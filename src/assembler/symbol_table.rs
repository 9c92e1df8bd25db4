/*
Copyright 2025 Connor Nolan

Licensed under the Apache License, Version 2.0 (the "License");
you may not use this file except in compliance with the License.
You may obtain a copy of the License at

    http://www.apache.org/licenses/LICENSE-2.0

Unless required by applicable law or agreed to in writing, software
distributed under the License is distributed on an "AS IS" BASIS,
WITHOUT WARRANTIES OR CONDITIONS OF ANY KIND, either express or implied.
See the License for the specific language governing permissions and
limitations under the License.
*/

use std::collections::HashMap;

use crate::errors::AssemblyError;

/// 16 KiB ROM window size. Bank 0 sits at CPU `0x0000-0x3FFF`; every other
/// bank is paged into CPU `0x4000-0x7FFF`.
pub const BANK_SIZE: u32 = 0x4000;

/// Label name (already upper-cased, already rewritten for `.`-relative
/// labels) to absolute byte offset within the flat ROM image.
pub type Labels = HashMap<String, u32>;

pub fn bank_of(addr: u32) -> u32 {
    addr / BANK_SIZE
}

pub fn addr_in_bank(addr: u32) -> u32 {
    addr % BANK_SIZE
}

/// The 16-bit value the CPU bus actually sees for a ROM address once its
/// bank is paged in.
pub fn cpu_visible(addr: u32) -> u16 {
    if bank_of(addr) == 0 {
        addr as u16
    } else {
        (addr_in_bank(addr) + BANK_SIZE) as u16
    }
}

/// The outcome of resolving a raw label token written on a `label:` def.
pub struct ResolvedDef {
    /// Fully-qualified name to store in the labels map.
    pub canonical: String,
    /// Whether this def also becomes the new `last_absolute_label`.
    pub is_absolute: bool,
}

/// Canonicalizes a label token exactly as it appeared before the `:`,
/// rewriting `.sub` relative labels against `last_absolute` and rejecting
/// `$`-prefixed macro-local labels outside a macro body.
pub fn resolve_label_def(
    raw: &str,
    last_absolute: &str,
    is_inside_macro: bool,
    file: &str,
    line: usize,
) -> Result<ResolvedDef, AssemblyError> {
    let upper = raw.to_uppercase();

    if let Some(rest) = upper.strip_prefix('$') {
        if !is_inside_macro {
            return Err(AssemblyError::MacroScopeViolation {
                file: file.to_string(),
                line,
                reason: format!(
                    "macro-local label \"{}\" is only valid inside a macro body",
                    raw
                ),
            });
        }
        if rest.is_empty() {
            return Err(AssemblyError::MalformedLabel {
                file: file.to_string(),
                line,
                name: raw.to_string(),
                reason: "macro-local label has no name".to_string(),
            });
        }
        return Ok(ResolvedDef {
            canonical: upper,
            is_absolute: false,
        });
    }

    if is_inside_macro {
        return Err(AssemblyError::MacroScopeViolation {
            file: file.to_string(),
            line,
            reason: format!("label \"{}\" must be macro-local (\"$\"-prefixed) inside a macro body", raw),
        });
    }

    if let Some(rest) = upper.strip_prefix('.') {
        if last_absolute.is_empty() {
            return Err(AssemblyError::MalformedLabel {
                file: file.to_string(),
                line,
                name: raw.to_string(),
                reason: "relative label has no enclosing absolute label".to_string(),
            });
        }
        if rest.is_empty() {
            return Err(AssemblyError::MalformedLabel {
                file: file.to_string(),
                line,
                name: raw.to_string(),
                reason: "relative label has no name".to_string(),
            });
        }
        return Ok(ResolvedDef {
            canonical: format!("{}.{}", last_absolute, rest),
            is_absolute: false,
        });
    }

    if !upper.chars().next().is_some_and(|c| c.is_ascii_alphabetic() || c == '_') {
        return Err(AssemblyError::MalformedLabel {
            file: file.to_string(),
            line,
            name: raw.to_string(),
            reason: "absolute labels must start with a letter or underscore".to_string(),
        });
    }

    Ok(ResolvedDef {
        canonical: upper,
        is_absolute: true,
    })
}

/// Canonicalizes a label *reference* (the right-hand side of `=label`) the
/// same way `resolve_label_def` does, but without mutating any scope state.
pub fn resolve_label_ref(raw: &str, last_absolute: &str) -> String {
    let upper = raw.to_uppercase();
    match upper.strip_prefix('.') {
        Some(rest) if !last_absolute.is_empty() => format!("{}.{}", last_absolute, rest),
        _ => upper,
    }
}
# # # #
WORK ITEM:
Every line of the material that holds the word "prefixed" must be found and copied.

ANSWER BOX:
/// `$`-prefixed macro-local labels outside a macro body.
            reason: format!("label \"{}\" must be macro-local (\"$\"-prefixed) inside a macro body", raw),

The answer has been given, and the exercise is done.